Work instruction:
From the line with "Central meridian: 132°E" through the line with "let q_val = (self.c", inclusive, return each line of the data below exactly and leave the rest out.

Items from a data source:
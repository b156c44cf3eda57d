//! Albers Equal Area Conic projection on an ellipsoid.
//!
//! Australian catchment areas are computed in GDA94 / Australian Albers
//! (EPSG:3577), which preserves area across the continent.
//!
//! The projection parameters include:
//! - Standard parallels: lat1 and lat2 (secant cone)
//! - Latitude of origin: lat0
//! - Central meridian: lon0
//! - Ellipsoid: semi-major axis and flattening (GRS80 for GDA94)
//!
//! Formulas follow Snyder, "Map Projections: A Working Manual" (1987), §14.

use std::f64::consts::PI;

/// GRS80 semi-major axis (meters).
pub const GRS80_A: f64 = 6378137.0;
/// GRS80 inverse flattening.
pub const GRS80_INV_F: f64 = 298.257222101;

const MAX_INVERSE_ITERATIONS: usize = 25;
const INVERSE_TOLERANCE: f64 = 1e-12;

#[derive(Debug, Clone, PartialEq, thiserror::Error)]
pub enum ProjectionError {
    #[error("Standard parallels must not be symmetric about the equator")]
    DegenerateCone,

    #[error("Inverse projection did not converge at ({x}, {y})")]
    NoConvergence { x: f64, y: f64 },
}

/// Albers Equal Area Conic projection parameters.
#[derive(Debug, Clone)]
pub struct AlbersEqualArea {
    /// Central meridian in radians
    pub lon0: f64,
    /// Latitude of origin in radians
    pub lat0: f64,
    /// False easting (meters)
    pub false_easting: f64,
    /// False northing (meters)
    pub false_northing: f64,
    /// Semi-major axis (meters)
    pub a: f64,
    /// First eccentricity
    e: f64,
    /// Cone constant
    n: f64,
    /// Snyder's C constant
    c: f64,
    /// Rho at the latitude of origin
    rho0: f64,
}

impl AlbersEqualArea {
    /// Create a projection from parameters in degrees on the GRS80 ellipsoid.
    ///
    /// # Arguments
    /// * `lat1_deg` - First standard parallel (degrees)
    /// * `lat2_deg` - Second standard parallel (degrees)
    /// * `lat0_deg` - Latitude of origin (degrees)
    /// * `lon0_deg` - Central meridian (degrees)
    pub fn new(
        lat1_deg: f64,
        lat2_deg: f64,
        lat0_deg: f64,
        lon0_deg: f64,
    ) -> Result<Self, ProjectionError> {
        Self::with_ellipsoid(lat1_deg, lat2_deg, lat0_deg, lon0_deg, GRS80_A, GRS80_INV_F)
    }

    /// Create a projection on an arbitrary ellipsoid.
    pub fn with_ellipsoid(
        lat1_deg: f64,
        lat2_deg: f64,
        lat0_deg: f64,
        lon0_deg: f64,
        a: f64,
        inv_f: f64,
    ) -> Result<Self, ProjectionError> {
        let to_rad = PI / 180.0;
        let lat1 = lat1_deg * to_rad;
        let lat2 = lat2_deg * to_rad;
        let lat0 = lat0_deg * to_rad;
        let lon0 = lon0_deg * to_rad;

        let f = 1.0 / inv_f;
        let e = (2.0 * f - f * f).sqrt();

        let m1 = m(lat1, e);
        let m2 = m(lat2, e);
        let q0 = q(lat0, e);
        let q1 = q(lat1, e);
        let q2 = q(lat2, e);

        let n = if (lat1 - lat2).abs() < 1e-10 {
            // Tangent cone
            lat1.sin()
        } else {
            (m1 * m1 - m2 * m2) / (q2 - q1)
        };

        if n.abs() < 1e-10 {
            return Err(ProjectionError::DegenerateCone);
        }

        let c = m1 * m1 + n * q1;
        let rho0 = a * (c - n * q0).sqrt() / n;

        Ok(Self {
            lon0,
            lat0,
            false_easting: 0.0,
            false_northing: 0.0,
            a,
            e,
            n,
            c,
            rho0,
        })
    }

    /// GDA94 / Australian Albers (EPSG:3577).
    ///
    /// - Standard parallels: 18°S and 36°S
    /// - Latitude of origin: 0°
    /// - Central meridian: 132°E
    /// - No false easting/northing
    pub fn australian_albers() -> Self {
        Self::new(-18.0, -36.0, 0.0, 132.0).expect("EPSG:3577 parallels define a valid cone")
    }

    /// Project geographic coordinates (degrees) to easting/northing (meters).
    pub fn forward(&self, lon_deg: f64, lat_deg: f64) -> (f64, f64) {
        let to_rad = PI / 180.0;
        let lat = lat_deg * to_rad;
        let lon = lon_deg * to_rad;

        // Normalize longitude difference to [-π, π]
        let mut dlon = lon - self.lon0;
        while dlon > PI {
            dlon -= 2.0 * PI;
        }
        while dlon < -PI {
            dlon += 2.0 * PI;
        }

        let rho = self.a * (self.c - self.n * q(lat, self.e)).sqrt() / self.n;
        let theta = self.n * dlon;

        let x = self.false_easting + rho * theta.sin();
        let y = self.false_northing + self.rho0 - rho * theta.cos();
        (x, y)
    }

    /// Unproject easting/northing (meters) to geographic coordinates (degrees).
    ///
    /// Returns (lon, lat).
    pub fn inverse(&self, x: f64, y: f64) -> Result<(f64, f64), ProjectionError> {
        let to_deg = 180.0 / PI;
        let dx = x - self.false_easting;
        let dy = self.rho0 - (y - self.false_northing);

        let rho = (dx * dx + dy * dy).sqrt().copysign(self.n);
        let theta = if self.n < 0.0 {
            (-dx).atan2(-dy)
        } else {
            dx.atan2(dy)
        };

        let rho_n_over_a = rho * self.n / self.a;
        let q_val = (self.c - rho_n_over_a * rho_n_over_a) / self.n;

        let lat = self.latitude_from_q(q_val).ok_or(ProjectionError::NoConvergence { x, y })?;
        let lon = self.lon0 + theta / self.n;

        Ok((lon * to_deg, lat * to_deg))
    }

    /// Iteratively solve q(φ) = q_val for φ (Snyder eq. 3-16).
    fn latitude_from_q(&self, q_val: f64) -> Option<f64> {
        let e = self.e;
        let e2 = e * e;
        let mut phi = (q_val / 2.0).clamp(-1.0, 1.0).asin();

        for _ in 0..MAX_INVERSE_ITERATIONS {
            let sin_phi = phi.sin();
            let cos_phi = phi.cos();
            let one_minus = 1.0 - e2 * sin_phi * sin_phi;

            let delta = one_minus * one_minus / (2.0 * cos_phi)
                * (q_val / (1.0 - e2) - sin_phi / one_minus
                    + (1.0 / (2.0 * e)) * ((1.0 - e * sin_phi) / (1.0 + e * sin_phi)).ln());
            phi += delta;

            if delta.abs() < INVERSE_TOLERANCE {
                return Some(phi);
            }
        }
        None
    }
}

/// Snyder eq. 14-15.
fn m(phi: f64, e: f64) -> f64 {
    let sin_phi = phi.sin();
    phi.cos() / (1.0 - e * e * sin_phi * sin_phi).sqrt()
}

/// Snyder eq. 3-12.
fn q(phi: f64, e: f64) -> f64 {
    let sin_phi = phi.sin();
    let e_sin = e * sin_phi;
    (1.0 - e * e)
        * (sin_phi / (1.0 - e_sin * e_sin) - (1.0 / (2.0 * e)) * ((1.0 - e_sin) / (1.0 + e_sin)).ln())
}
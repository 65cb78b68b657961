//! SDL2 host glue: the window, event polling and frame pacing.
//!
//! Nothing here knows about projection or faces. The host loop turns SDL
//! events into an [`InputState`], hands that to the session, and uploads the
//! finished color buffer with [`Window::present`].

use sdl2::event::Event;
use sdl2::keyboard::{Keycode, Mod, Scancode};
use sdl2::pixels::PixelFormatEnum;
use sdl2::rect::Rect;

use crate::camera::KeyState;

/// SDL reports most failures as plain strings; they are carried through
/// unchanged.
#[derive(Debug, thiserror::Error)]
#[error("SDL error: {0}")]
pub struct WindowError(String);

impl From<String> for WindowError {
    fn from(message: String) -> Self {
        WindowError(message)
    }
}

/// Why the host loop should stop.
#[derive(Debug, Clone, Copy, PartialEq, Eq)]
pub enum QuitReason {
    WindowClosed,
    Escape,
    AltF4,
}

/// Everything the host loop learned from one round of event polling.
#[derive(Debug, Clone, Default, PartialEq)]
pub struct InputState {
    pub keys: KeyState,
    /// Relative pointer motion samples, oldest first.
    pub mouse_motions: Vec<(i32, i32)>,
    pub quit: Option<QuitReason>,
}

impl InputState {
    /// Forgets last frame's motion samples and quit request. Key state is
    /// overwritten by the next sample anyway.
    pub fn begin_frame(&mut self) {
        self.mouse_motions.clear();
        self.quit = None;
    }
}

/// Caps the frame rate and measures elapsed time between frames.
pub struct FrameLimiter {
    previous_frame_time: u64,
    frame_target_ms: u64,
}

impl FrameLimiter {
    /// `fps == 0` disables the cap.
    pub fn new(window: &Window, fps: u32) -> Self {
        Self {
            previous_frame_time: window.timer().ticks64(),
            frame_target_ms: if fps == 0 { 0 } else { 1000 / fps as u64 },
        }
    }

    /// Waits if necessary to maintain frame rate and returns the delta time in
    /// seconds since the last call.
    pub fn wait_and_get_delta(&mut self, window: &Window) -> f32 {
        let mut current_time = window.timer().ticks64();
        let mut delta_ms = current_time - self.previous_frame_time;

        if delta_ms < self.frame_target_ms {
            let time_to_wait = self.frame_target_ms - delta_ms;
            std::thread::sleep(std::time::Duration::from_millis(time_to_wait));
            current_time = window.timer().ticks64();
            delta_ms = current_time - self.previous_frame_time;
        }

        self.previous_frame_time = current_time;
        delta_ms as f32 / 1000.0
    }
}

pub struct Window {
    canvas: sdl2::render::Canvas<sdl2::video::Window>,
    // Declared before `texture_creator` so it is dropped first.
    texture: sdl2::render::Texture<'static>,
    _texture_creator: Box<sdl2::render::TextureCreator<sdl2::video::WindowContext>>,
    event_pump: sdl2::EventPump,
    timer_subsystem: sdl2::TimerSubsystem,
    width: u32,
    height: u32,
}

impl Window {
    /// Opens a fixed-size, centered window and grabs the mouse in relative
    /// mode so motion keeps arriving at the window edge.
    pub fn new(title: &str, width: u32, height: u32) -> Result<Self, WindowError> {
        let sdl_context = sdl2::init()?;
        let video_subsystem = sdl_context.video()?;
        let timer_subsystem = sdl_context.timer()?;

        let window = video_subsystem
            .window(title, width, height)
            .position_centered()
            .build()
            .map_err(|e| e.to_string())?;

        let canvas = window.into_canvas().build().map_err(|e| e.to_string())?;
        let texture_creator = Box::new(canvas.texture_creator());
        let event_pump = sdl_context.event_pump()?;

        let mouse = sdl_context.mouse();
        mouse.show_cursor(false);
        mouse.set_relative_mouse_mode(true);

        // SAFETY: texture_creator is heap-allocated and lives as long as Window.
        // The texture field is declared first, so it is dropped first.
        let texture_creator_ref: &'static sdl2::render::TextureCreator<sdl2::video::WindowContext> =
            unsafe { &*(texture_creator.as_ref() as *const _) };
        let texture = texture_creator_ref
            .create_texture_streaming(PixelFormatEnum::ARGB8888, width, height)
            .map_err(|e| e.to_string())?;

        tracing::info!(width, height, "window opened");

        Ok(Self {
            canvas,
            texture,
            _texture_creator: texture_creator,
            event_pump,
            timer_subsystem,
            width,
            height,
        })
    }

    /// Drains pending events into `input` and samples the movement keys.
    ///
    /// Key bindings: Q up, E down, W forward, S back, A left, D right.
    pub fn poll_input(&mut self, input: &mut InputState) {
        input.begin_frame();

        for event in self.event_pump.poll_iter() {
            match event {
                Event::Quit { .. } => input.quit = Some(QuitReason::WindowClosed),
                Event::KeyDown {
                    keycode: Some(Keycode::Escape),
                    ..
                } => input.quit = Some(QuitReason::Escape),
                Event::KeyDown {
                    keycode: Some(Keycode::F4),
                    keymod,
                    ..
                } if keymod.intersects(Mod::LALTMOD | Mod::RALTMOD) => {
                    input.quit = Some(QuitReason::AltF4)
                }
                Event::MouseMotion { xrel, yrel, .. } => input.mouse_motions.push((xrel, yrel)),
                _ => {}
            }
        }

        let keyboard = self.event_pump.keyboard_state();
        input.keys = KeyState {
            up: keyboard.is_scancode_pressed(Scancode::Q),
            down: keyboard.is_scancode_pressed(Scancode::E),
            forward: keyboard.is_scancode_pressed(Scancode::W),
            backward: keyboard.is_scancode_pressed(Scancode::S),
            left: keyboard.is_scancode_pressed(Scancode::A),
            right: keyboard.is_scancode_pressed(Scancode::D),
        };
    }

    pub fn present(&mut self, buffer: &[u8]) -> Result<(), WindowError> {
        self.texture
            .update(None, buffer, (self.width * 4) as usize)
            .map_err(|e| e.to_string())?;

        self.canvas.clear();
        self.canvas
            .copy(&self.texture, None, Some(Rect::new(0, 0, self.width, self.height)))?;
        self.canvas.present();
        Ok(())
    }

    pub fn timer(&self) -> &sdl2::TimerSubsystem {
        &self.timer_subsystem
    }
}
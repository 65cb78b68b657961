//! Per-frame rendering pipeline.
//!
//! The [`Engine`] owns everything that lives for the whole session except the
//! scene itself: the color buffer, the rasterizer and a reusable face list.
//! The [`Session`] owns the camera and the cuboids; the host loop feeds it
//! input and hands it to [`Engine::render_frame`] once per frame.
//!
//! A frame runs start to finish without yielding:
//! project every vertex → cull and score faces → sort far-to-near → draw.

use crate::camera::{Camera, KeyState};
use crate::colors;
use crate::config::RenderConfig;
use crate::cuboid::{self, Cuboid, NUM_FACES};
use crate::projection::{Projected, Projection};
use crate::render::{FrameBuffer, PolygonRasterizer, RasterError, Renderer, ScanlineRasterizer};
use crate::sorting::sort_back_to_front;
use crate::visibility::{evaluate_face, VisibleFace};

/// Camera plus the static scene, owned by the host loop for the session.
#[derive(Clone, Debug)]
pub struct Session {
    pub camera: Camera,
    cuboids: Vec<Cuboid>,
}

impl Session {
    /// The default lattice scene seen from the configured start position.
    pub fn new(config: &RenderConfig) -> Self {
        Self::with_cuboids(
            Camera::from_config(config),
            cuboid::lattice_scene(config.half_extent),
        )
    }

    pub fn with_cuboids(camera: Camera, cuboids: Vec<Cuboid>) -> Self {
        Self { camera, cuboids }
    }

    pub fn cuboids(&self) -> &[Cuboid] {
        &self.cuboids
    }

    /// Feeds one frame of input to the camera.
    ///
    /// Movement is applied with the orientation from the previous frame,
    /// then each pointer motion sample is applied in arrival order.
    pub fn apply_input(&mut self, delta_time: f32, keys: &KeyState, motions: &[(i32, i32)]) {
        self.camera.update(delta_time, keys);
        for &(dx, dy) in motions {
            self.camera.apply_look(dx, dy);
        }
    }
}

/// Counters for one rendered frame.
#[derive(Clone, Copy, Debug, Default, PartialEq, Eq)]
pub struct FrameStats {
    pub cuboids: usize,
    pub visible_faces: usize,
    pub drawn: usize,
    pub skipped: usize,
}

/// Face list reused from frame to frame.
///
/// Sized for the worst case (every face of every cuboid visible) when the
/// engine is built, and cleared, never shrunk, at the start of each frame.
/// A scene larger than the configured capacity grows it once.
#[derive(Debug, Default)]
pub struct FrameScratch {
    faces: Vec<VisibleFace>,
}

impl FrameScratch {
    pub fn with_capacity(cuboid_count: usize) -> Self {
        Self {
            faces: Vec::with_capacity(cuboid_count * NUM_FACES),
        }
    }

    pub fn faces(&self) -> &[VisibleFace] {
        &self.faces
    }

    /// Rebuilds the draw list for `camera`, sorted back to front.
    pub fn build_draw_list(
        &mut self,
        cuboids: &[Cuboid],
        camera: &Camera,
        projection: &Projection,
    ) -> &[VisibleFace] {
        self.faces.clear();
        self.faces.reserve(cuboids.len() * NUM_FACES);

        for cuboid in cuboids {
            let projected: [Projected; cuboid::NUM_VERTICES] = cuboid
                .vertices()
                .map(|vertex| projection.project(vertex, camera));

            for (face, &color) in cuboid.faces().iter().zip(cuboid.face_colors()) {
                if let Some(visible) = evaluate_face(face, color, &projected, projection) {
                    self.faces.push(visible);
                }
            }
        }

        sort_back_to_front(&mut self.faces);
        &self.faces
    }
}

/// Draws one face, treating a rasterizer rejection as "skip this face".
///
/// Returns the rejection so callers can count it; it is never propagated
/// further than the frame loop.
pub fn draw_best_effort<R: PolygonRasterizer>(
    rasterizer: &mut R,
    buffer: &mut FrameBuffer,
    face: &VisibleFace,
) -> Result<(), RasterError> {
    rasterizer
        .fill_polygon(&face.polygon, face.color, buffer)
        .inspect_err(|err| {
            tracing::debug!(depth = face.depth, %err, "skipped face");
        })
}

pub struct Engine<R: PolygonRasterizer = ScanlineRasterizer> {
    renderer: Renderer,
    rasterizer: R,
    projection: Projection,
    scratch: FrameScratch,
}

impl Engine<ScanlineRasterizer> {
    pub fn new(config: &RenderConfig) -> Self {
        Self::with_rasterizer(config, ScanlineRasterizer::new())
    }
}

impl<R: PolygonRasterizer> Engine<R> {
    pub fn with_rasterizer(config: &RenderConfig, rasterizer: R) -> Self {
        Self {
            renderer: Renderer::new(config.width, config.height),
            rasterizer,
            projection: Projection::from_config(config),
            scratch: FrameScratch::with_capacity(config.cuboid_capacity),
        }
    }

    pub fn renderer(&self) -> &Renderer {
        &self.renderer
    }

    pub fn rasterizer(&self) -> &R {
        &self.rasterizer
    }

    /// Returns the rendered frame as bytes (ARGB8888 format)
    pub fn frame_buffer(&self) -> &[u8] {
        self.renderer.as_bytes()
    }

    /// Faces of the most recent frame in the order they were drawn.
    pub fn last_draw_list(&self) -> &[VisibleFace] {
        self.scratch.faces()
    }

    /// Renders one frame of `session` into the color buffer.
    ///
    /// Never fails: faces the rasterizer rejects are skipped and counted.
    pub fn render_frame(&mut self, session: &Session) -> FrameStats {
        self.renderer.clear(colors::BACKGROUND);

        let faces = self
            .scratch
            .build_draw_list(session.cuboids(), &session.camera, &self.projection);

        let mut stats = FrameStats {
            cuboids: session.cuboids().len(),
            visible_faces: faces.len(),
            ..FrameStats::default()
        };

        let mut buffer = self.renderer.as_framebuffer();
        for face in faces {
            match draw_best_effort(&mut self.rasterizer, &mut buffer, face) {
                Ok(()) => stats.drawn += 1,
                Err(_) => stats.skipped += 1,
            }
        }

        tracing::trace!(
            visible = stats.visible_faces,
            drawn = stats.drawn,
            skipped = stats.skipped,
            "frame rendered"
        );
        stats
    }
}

Answer section:
    /// - Central meridian: 132°E
    /// - No false easting/northing
    pub fn australian_albers() -> Self {
        Self::new(-18.0, -36.0, 0.0, 132.0).expect("EPSG:3577 parallels define a valid cone")
    }

    /// Project geographic coordinates (degrees) to easting/northing (meters).
    pub fn forward(&self, lon_deg: f64, lat_deg: f64) -> (f64, f64) {
        let to_rad = PI / 180.0;
        let lat = lat_deg * to_rad;
        let lon = lon_deg * to_rad;

        // Normalize longitude difference to [-π, π]
        let mut dlon = lon - self.lon0;
        while dlon > PI {
            dlon -= 2.0 * PI;
        }
        while dlon < -PI {
            dlon += 2.0 * PI;
        }

        let rho = self.a * (self.c - self.n * q(lat, self.e)).sqrt() / self.n;
        let theta = self.n * dlon;

        let x = self.false_easting + rho * theta.sin();
        let y = self.false_northing + self.rho0 - rho * theta.cos();
        (x, y)
    }

    /// Unproject easting/northing (meters) to geographic coordinates (degrees).
    ///
    /// Returns (lon, lat).
    pub fn inverse(&self, x: f64, y: f64) -> Result<(f64, f64), ProjectionError> {
        let to_deg = 180.0 / PI;
        let dx = x - self.false_easting;
        let dy = self.rho0 - (y - self.false_northing);

        let rho = (dx * dx + dy * dy).sqrt().copysign(self.n);
        let theta = if self.n < 0.0 {
            (-dx).atan2(-dy)
        } else {
            dx.atan2(dy)
        };

        let rho_n_over_a = rho * self.n / self.a;
        let q_val = (self.c - rho_n_over_a * rho_n_over_a) / self.n;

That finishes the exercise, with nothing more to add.